W Chinach powstały ogniste smoki, w Indiach ogniste rydwany w Ameryce olbrzymie ptaki. Do dziś orzeł cieszy się szacunkiem i uwarzany jest za króla ptaków pomimo to, że nie jest ani najładniejszy ani największy. Może dlatego, że zamieszkuje niedostępne dla ludzi szczyty skał ciagle owiany jest mgiełką tajemnicy.
Shiprock samotna skała wznoszaca się 482 metry ponad otaczającą ją równinę. Święta skała Indian Navajo którzy wierzą, że owa skała przeniosła Indian z dalekiej północy na obecnie zamieszkiwane przez nich tereny i dlatego nazywana jest Tsé Bitʼaʼí czyli skała ze skrzydłami lub uskrzydlona.
- Sprawdzę czy one tam rzeczywiście są. - p. jak zwykle z wielką wprawą miesza domysły z rzeczywistością.
- Chyba nie masz zamiaru wdrapać się na sam szczyt! - Już sobie wyobraziłam konsekwencje takiego czynu.
- Nie czuję się na siłach aby po tak niebezpiecznych trasach męczyć się na próżno. - p. najwidoczniej nie miał zamiaru znaleźć się na samym szczycie aby zweryfikować opowiadania Indian.
- Oglądając skałę z jednej strony nie masz pewności, że nie ma ich z drugiej.
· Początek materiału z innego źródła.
//! Inbound connection admission for listening pools

use super::state::{Pool, Role, ServerRole};
use super::id;
use crate::error::{PoolError, Result};
use crate::transport::PooledConn;
use std::net::SocketAddr;
use tokio::net::TcpStream;
use tokio_util::sync::CancellationToken;
use tracing::{debug, trace};

impl Pool {
    /// Admit one accepted connection, or close it
    pub(super) async fn handle_inbound(
        &self,
        stream: TcpStream,
        peer: SocketAddr,
        token: &CancellationToken,
    ) {
        let Role::Server(server) = &self.role else {
            return;
        };

        let result = tokio::select! {
            result = self.accept_inbound(server, stream, peer, token) => result,
            _ = token.cancelled() => Err(PoolError::Canceled),
        };

        match result {
            Ok(id) => trace!("Registered inbound connection {} from {}", id, peer),
            Err(e) => {
                self.stats.record_rejected();
                debug!("Rejected inbound connection from {}: {}", peer, e);
            }
        }
    }

    async fn accept_inbound(
        &self,
        server: &ServerRole,
        stream: TcpStream,
        peer: SocketAddr,
        token: &CancellationToken,
    ) -> Result<String> {
        if self.active() >= server.max_capacity {
            return Err(PoolError::PoolFull);
        }
        self.socket_opts.hint(&stream);

        if let Some(allowed) = server.allowed_ip {
            let ip = peer.ip().to_canonical();
            if ip != allowed.to_canonical() {
                return Err(PoolError::Auth(ip));
            }
        }

        let conn: PooledConn = match &server.tls {
            Some(tls) => tls.accept(stream).await.map_err(PoolError::Handshake)?,
            None => Box::new(stream),
        };

        self.offer_inbound(conn, token).await
    }

    /// Assign a fresh ID to `conn`, send it, and register the connection
    pub(super) async fn offer_inbound(
        &self,
        conn: PooledConn,
        token: &CancellationToken,
    ) -> Result<String> {
        self.offer_inbound_with(id::generate(), conn, token).await
    }

    async fn offer_inbound_with(
        &self,
        raw: id::RawId,
        mut conn: PooledConn,
        token: &CancellationToken,
    ) -> Result<String> {
        let id = id::encode(&raw);
        if self.conns.contains_key(&id) {
            return Err(PoolError::IdCollision(id));
        }

        id::write_id(&mut conn, &raw).await?;
        self.register(&id, conn, token)?;
        Ok(id)
    }
}

#[cfg(test)]
mod tests {
    use crate::config::ServerPoolConfig;
    use crate::error::PoolError;
    use crate::pool::Pool;
    use std::io;
    use std::pin::Pin;
    use std::sync::atomic::{AtomicBool, Ordering};
    use std::sync::Arc;
    use std::task::{Context, Poll};
    use std::time::Duration;
    use tokio::io::{duplex, AsyncRead, AsyncReadExt, AsyncWrite, ReadBuf};
    use tokio::net::TcpListener;
    use tokio_util::sync::CancellationToken;

    /// Stream whose writes always fail, flagging when it is dropped
    #[derive(Debug)]
    struct BrokenStream {
        dropped: Arc<AtomicBool>,
    }

    impl AsyncRead for BrokenStream {
        fn poll_read(
            self: Pin<&mut Self>,
            _cx: &mut Context<'_>,
            _buf: &mut ReadBuf<'_>,
        ) -> Poll<io::Result<()>> {
            Poll::Ready(Ok(()))
        }
    }

    impl AsyncWrite for BrokenStream {
        fn poll_write(
            self: Pin<&mut Self>,
            _cx: &mut Context<'_>,
            _buf: &[u8],
        ) -> Poll<io::Result<usize>> {
            Poll::Ready(Err(io::Error::new(io::ErrorKind::BrokenPipe, "broken pipe")))
        }

        fn poll_flush(self: Pin<&mut Self>, _cx: &mut Context<'_>) -> Poll<io::Result<()>> {
            Poll::Ready(Ok(()))
        }

        fn poll_shutdown(self: Pin<&mut Self>, _cx: &mut Context<'_>) -> Poll<io::Result<()>> {
            Poll::Ready(Ok(()))
        }
    }

    impl Drop for BrokenStream {
        fn drop(&mut self) {
            self.dropped.store(true, Ordering::SeqCst);
        }
    }

    async fn server_pool(max_capacity: usize) -> Arc<Pool> {
        let listener = TcpListener::bind("127.0.0.1:0").await.unwrap();
        let config = ServerPoolConfig {
            max_capacity,
            ..ServerPoolConfig::new("127.0.0.1:0")
        };
        Pool::server(config, listener, None)
    }

    #[tokio::test]
    async fn test_offer_sends_id_and_registers() {
        let pool = server_pool(2).await;
        let (local, mut peer) = duplex(64);

        let id = pool
            .offer_inbound(Box::new(local), &CancellationToken::new())
            .await
            .unwrap();
        assert_eq!(id.len(), 8);
        assert!(pool.conns.contains_key(&id));
        assert_eq!(pool.active(), 1);

        let mut raw = [0u8; 4];
        peer.read_exact(&mut raw).await.unwrap();
        assert_eq!(crate::pool::id::encode(&raw), id);
    }

    #[tokio::test]
    async fn test_offer_write_failure_leaves_nothing_behind() {
        let pool = server_pool(2).await;
        let dropped = Arc::new(AtomicBool::new(false));
        let conn = BrokenStream {
            dropped: dropped.clone(),
        };

        let err = pool
            .offer_inbound(Box::new(conn), &CancellationToken::new())
            .await
            .unwrap_err();
        assert!(matches!(err, PoolError::Protocol(_)));
        assert!(pool.conns.is_empty());
        assert_eq!(pool.active(), 0);
        assert!(dropped.load(Ordering::SeqCst));
    }

    #[tokio::test]
    async fn test_offer_when_full_closes_connection() {
        let pool = server_pool(1).await;
        let (first, _first_peer) = duplex(64);
        pool.offer_inbound(Box::new(first), &CancellationToken::new())
            .await
            .unwrap();

        let (second, mut second_peer) = duplex(64);
        let err = pool
            .offer_inbound(Box::new(second), &CancellationToken::new())
            .await
            .unwrap_err();
        assert!(matches!(err, PoolError::PoolFull));
        assert_eq!(pool.active(), 1);

        // The ID went out before the queue check; the stream then hits EOF
        let mut buf = Vec::new();
        tokio::time::timeout(Duration::from_secs(1), second_peer.read_to_end(&mut buf))
            .await
            .unwrap()
            .unwrap();
        assert_eq!(buf.len(), 4);
    }

    #[tokio::test]
    async fn test_offer_id_collision_drops_connection() {
        let pool = server_pool(4).await;
        let raw = [0x01, 0x02, 0x03, 0x04];
        let (first, _first_peer) = duplex(64);
        let id = pool
            .offer_inbound_with(raw, Box::new(first), &CancellationToken::new())
            .await
            .unwrap();

        let (second, mut second_peer) = duplex(64);
        let err = pool
            .offer_inbound_with(raw, Box::new(second), &CancellationToken::new())
            .await
            .unwrap_err();
        assert!(matches!(err, PoolError::IdCollision(ref dup) if *dup == id));
        assert_eq!(pool.active(), 1);
        assert_eq!(pool.conns.len(), 1);

        // Nothing was sent before the connection was dropped
        let mut buf = Vec::new();
        tokio::time::timeout(Duration::from_secs(1), second_peer.read_to_end(&mut buf))
            .await
            .unwrap()
            .unwrap();
        assert!(buf.is_empty());

        let conn = pool.acquire_by_id(&id, Duration::from_secs(1)).await;
        assert!(conn.is_ok());
        assert_eq!(pool.active(), 0);
    }
}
- Jakich ich? Oprócz nas nikogo nie ma. - No niech mnie jasna ciasna przecież o duchach mowa a p. udaje nieobecnego.
- Duchów! Sprawdź czy nie ma tam duchów.
- Nie ma. Jak nawet są to my ich nie zobaczymy, są za cwane.
- Sprawdź bo czuję się niepewnie. - W takich miejscach jak to gdzie wiadomo, że duchy od lat zamieszkują lepiej się mieć na baczności i nie wchodzić im w drogę a tym bardziej drażnić.
Chociaż mędrca szkiełko czyli teleobiektyw mojego osobistego fotografa nie odkryło zmieszkujących na szczycie duchów to ja czułam ich obecność. W miarę zbliżania się do niej czułam coraz wyraźniej dziwne lizanie po plecach a w głowie myśli kotłowały się i kłębiły. Na skałę nie wolno wchodzić, wspinać się ani wylądować na jej wierzchołku helikopterem.
Dojazd nie jest specjalnie trudny ale wymaga czasu aby ominąć wertepy i wybrać dróżki znane tylko niewielkiej grupie ludzi zamieszkujących ten obszar.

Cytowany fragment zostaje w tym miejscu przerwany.